In more detail, when a coating liquid in a sol state is applied to an organic fiber structure having porosity and subjected to a semi-aqueous treatment, the coating liquid permeates through pores distributed in the organic fiber structure. Then, the solvent in the coating solution evaporates and the gelation of the coating solution progresses as the temperature decreases. At this time, a glue form in which the glue component encapsulates the polar carbon particles and solidifies, and the glue component cures while forming the crosslinks in the upper and lower sides. Since the cured glue component forms a hydrogen bond with the polar carbon fine particles and the organic fiber structure, the physical bonding and the chemical bonding are simultaneously performed, thereby preventing the polar carbon fine particles from being separated from the organic fiber structure.
In the present invention, glue is a kind of animal natural adhesive which has been used for many years as a preservative, a coating agent, and a fixing agent in various fields such as painting, woods, crafts and the like. It is mixed with polar carbon fine particles, . Also, since the polymer has a hydroxyl group rich in the molecule, hydrogen bonding with the polar carbon fine particles and the organic fiber structure can be achieved, thereby increasing washing fastness.
In the present invention, glue is not limited to any kind as long as it is used in the art as a coating agent, a fixing agent, and the like. Examples of the glue include a glue, a glue, a deer glue, a glue glue, a glue glue, a glue glue, Is preferable not only because it has strong adhesion to the organic fiber structure and the polar carbon fine particles at a low concentration but also because of its high flexibility.
In the present invention, glue may be an animal protein as a main component. Animal protein is the main protein that constitutes connective tissue of animal, and it may be widely distributed in animal dermis, bones, tendons and the like.
Examples of the animal protein in the present invention include collagen, gelatin, casein and polydodamine. The animal protein may further include proteins such as fibroin, elastin, keratin, albumin, globulin, and mucin.
In the present invention, the flexible fiber electrode has excellent adhesive strength between the organic fiber structure and the conductive layer, so that physical and electrochemical properties can be maintained even after washing.

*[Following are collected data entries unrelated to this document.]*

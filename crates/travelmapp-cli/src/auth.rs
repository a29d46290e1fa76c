//! Supabase session handling for the CLI, persisted in the OS keychain.

#[cfg(test)]
use std::collections::HashMap;
#[cfg(test)]
use std::sync::{Mutex, OnceLock};

#[cfg(not(test))]
use keyring::Entry;

use travelmapp_core::auth::{
    AuthResult, SessionPersistence, SignUpOutcome, SupabaseAuthClient, SupabaseSession,
};
pub use travelmapp_core::auth::{AuthError, AuthSession};
use travelmapp_core::ClientConfig;

#[cfg(not(test))]
const KEYRING_SERVICE_NAME: &str = "travelmapp-cli";

/// Keychain slot holding the serialized session of one Supabase project.
#[derive(Clone)]
struct SessionStore {
    username: String,
}

impl SessionStore {
    fn new(supabase_url: &str) -> Self {
        Self {
            username: format!("supabase_session:{}", supabase_url.trim_end_matches('/')),
        }
    }

    #[cfg(test)]
    fn test_store() -> &'static Mutex<HashMap<String, String>> {
        static STORE: OnceLock<Mutex<HashMap<String, String>>> = OnceLock::new();
        STORE.get_or_init(|| Mutex::new(HashMap::new()))
    }

    #[cfg(not(test))]
    fn entry(&self) -> AuthResult<Entry> {
        Entry::new(KEYRING_SERVICE_NAME, &self.username)
            .map_err(|error| AuthError::SecureStorage(error.to_string()))
    }
}

impl SessionPersistence for SessionStore {
    #[cfg(not(test))]
    fn load_session(&self) -> AuthResult<Option<AuthSession>> {
        match self.entry()?.get_password() {
            Ok(raw) => Ok(Some(serde_json::from_str(&raw)?)),
            Err(keyring::Error::NoEntry) => Ok(None),
            Err(error) => Err(AuthError::SecureStorage(error.to_string())),
        }
    }

    #[cfg(test)]
    fn load_session(&self) -> AuthResult<Option<AuthSession>> {
        let guard = Self::test_store()
            .lock()
            .map_err(|error| AuthError::SecureStorage(error.to_string()))?;
        guard
            .get(&self.username)
            .map(|raw| serde_json::from_str(raw))
            .transpose()
            .map_err(AuthError::from)
    }

    #[cfg(not(test))]
    fn save_session(&self, session: &AuthSession) -> AuthResult<()> {
        let raw = serde_json::to_string(session)?;
        self.entry()?
            .set_password(&raw)
            .map_err(|error| AuthError::SecureStorage(error.to_string()))
    }

    #[cfg(test)]
    fn save_session(&self, session: &AuthSession) -> AuthResult<()> {
        let raw = serde_json::to_string(session)?;
        Self::test_store()
            .lock()
            .map_err(|error| AuthError::SecureStorage(error.to_string()))?
            .insert(self.username.clone(), raw);
        Ok(())
    }

    #[cfg(not(test))]
    fn clear_session(&self) -> AuthResult<()> {
        match self.entry()?.delete_credential() {
            Ok(()) | Err(keyring::Error::NoEntry) => Ok(()),
            Err(error) => Err(AuthError::SecureStorage(error.to_string())),
        }
    }

    #[cfg(test)]
    fn clear_session(&self) -> AuthResult<()> {
        Self::test_store()
            .lock()
            .map_err(|error| AuthError::SecureStorage(error.to_string()))?
            .remove(&self.username);
        Ok(())
    }
}

#[derive(Clone)]
pub struct SupabaseAuthService {
    inner: SupabaseAuthClient<SessionStore>,
    store: SessionStore,
}

impl SupabaseAuthService {
    pub fn from_config(config: &ClientConfig) -> AuthResult<Self> {
        let store = SessionStore::new(&config.supabase_url);
        Ok(Self {
            inner: SupabaseAuthClient::new(
                &config.supabase_url,
                config.supabase_anon_key.clone(),
                store.clone(),
            )?,
            store,
        })
    }

    /// Live session shared with the place repository.
    pub fn session(&self) -> SupabaseSession {
        self.inner.session()
    }

    pub async fn sign_up(&self, email: &str, password: &str) -> AuthResult<SignUpOutcome> {
        self.inner.sign_up(email, password).await
    }

    pub async fn sign_in(&self, email: &str, password: &str) -> AuthResult<AuthSession> {
        self.inner.sign_in(email, password).await
    }

    pub async fn restore_session(&self) -> AuthResult<Option<AuthSession>> {
        self.inner.restore_session().await
    }

    pub async fn sign_out(&self, access_token: &str) -> AuthResult<()> {
        self.inner.sign_out(access_token).await
    }

    pub fn stored_session(&self) -> AuthResult<Option<AuthSession>> {
        self.store.load_session()
    }

    pub fn clear_stored_session(&self) -> AuthResult<()> {
        self.store.clear_session()
    }
}

#[cfg(test)]
mod tests {
    use travelmapp_core::auth::AuthUser;

    use super::*;

    fn config(url: &str) -> ClientConfig {
        ClientConfig {
            supabase_url: url.to_string(),
            supabase_anon_key: "anon".to_string(),
            places_collection: "places".to_string(),
            r2: None,
        }
    }

    fn session() -> AuthSession {
        AuthSession {
            access_token: "access".to_string(),
            refresh_token: "refresh".to_string(),
            expires_at: 1_700_000_000,
            user: AuthUser {
                id: "u1".to_string(),
                email: Some("u1@example.com".to_string()),
            },
        }
    }

    #[test]
    fn session_store_is_keyed_by_project() {
        let first = SessionStore::new("https://one.supabase.co/");
        let second = SessionStore::new("https://two.supabase.co");
        assert_eq!(first.username, "supabase_session:https://one.supabase.co");

        first.save_session(&session()).unwrap();
        assert!(second.load_session().unwrap().is_none());
        assert_eq!(first.load_session().unwrap(), Some(session()));

        first.clear_session().unwrap();
        assert!(first.load_session().unwrap().is_none());
    }

    #[test]
    fn service_reads_and_clears_stored_session() {
        let service = SupabaseAuthService::from_config(&config("https://svc.supabase.co")).unwrap();
        SessionStore::new("https://svc.supabase.co")
            .save_session(&session())
            .unwrap();

        assert!(service.stored_session().unwrap().is_some());
        service.clear_stored_session().unwrap();
        assert!(service.stored_session().unwrap().is_none());
        assert!(!service.session().is_signed_in());
    }
}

As shown in FIG. 5, in the case of the organic fiber structure in which the conductive layer is not coated, the resistance reaches infinity due to no conductivity, whereas the flexible fiber electrode according to the present invention has a resistance of 0.5 Ω / , And it can be seen that the resistance value does not significantly increase even after washing 10 times.
Specifically, the flexible fiber electrode according to an example of the present invention may satisfy the following relational expression (1).
[Relation 1]
R A × 2 ≥ R B
(Where R A is the resistance value (Ω / □) of the flexible fiber electrode before washing, and R B is the resistance value (Ω / □) of the flexible fiber electrode after 10 washing cycles).
This has the advantage that the wearable device can be manufactured because the electrochemical properties are maintained even after washing because the adhesive strength is improved by coating the conductive layer using glue together with the polar carbon fine particles.
Hereinafter, the present invention will be described in more detail with reference to the production method.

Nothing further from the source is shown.